Zverev è tornato a ottimi livelli dopo il grave infortunio alla caviglia, ed è riuscito a qualificarsi per le Finals. Oggi sembra un tantino indietro rispetto ai migliori, ma dispone ancora di uno dei servizi più devastanti del circuito e il suo livello competitivo è destinato a restare alto.
Sotto la cenere brucia il fuoco di altri giovani tennisti che nel 2024 mirano a farsi strada. Il primo nome è quello della grande speranza americana Ben Shelton. Gli Stati Uniti sono tornati a produrre diversi tennisti d’alto livello ma mancano ancora di un campione. Shelton sembra averne le caratteristiche, con un gioco appariscente e spettacolare, emerso soprattutto durante la stagione sul cemento. È un tennista potente, che ama giocare ispirato, e che può trovare settimane brillanti. Nel 2024 dovrà diventare più consistente: nel rendimento della seconda di servizio, nella manovra più strategica da fondo campo.

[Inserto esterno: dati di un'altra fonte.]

use std::fmt;
use std::str::FromStr;

use tracing::{info, warn};

use crate::models::{FeedItem, ViewKind};
use crate::store::Repository;
use crate::views::{AffirmationsFeed, DailyCheckins, LocationSharing, LoveLetters, MemoriesGallery};

#[derive(Debug, Clone, Copy, PartialEq, Eq, Hash, Default)]
pub enum Page {
    #[default]
    Home,
    Memories,
    Letters,
    Checkins,
    Affirmations,
    Location,
    Settings,
}

impl Page {
    pub const ALL: [Page; 7] = [
        Page::Home,
        Page::Memories,
        Page::Letters,
        Page::Checkins,
        Page::Affirmations,
        Page::Location,
        Page::Settings,
    ];

    pub fn key(self) -> &'static str {
        match self {
            Page::Home => "home",
            Page::Memories => "memories",
            Page::Letters => "letters",
            Page::Checkins => "checkins",
            Page::Affirmations => "affirmations",
            Page::Location => "location",
            Page::Settings => "settings",
        }
    }

    pub fn label(self) -> &'static str {
        match self {
            Page::Home => "Home",
            Page::Memories => "Memories",
            Page::Letters => "Letters",
            Page::Checkins => "Check-ins",
            Page::Affirmations => "Love Feed",
            Page::Location => "Location",
            Page::Settings => "Settings",
        }
    }

    /// Like `FromStr`, but unknown keys land on the home page.
    pub fn from_key(key: &str) -> Self {
        key.parse().unwrap_or_default()
    }
}

impl fmt::Display for Page {
    fn fmt(&self, f: &mut fmt::Formatter<'_>) -> fmt::Result {
        f.write_str(self.key())
    }
}

#[derive(Debug, Clone, PartialEq, Eq)]
pub struct UnknownPage(pub String);

impl fmt::Display for UnknownPage {
    fn fmt(&self, f: &mut fmt::Formatter<'_>) -> fmt::Result {
        write!(f, "unknown page key `{}`", self.0)
    }
}

impl std::error::Error for UnknownPage {}

impl FromStr for Page {
    type Err = UnknownPage;

    fn from_str(s: &str) -> Result<Self, Self::Err> {
        Page::ALL
            .into_iter()
            .find(|page| page.key() == s)
            .ok_or_else(|| UnknownPage(s.to_owned()))
    }
}

/// The signed-in couple. Handed to the router instead of a global flag.
#[derive(Debug, Clone, PartialEq, Eq)]
pub struct Session {
    pub user_name: String,
    pub partner_name: String,
}

impl Session {
    /// Both names are required (after trimming).
    pub fn new(user_name: &str, partner_name: &str) -> Option<Self> {
        let user_name = user_name.trim();
        let partner_name = partner_name.trim();
        if user_name.is_empty() || partner_name.is_empty() {
            return None;
        }
        Some(Self {
            user_name: user_name.to_owned(),
            partner_name: partner_name.to_owned(),
        })
    }
}

/// The single view currently mounted, with the state it owns.
#[derive(Debug, Clone)]
pub enum MountedView {
    Home,
    Memories(MemoriesGallery),
    Letters(LoveLetters),
    Checkins(DailyCheckins),
    Affirmations(AffirmationsFeed),
    Location(LocationSharing),
    Settings,
}

impl MountedView {
    /// Builds a fresh view for `page`, loading its collections from `repo`.
    pub async fn load<R: Repository>(page: Page, repo: &R) -> Self {
        match page {
            Page::Home => MountedView::Home,
            Page::Settings => MountedView::Settings,
            Page::Memories => {
                MountedView::Memories(MemoriesGallery::new(load_or_empty(repo, ViewKind::Memories).await))
            }
            Page::Letters => {
                MountedView::Letters(LoveLetters::new(load_or_empty(repo, ViewKind::Letters).await))
            }
            Page::Affirmations => MountedView::Affirmations(AffirmationsFeed::new(
                load_or_empty(repo, ViewKind::Affirmations).await,
            )),
            Page::Location => {
                MountedView::Location(LocationSharing::new(load_or_empty(repo, ViewKind::Locations).await))
            }
            Page::Checkins => MountedView::Checkins(DailyCheckins::new(
                load_or_empty(repo, ViewKind::Checkins).await,
                load_or_empty(repo, ViewKind::ListeningSessions).await,
            )),
        }
    }

    pub fn page(&self) -> Page {
        match self {
            MountedView::Home => Page::Home,
            MountedView::Memories(_) => Page::Memories,
            MountedView::Letters(_) => Page::Letters,
            MountedView::Checkins(_) => Page::Checkins,
            MountedView::Affirmations(_) => Page::Affirmations,
            MountedView::Location(_) => Page::Location,
            MountedView::Settings => Page::Settings,
        }
    }
}

async fn load_or_empty<R: Repository>(repo: &R, kind: ViewKind) -> Vec<FeedItem> {
    match repo.load_all(kind).await {
        Ok(items) => items,
        Err(e) => {
            warn!(error = %e, kind = kind.key(), "failed to load collection");
            Vec::new()
        }
    }
}

/// Mounts one page at a time. Leaving a page drops everything it owned.
#[derive(Debug)]
pub struct Router {
    session: Session,
    view: MountedView,
}

impl Router {
    pub fn new(session: Session) -> Self {
        Self {
            session,
            view: MountedView::Home,
        }
    }

    pub fn current(&self) -> Page {
        self.view.page()
    }

    pub fn view(&self) -> &MountedView {
        &self.view
    }

    pub fn view_mut(&mut self) -> &mut MountedView {
        &mut self.view
    }

    pub fn parts_mut(&mut self) -> (&Session, &mut MountedView) {
        (&self.session, &mut self.view)
    }

    /// Mounts a fresh view for `page`. Staying on the same page keeps its state.
    pub async fn navigate<R: Repository>(&mut self, page: Page, repo: &R) {
        if page == self.current() {
            return;
        }
        info!(from = %self.current(), to = %page, "navigating");
        self.view = MountedView::load(page, repo).await;
    }
}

Ha solo 21 anni.
C’è un altro americano meno chiacchierato ma che sa giocare molto bene a tennis. È il figlio d’arte Sebastian Korda, che dopo un 2023 interlocutorio mira a ottenere qualche risultato di rilievo. Finora ha vinto solo un 250, ma può fare molto di più: ha un tennis pulito, elegante e completo. Serve bene, sa giocare a rete, ma ha bisogno di salire di intensità, anche dal punto di vista fisico.
Altri tennisti giovani hanno il talento per far parlare di sé nel nuovo anno, come l’inglese Jack Draper, mancino finora penalizzato dagli infortuni. È il più giovane britannico a raggiungere una finale dai tempi di Murray. C’è poi Jiri Lehecka, sublime tennista di scuola ceca, e quindi clinico colpitore da fondo campo, esaltante nelle geometrie che disegna sul rettangolo.
Dietro ai giovani, altri anziani artisti della racchetta cercano gli ultimi momenti di felicità. Il rovescio di Stan Wawrinka ha ancora giornate di luce assoluta e vale la pena di essere gustato fino al suo ritiro. Murray continuerà la sua angosciante lotta con sé stesso, mentre Grigor Dimitrov pare sul crinale di una nuova giovinezza tennistica. È lui ad aver vinto il primo torneo dell’anno, sei anni dopo l’ultimo trionfo. Il suo tennis, sempre regale, ha ritrovato atletismo e nuova forza dal lato del rovescio. Nessun tennista oggi offre la sua profondità estetica.
Il tennis sembra aver vinto la difficile sfida di trovare nuovi volti e nuovi campioni alla coda della grande epoca dei Big 3. Due di loro, però, non si sentono ancora pronti per lasciare spazio a una nuova era.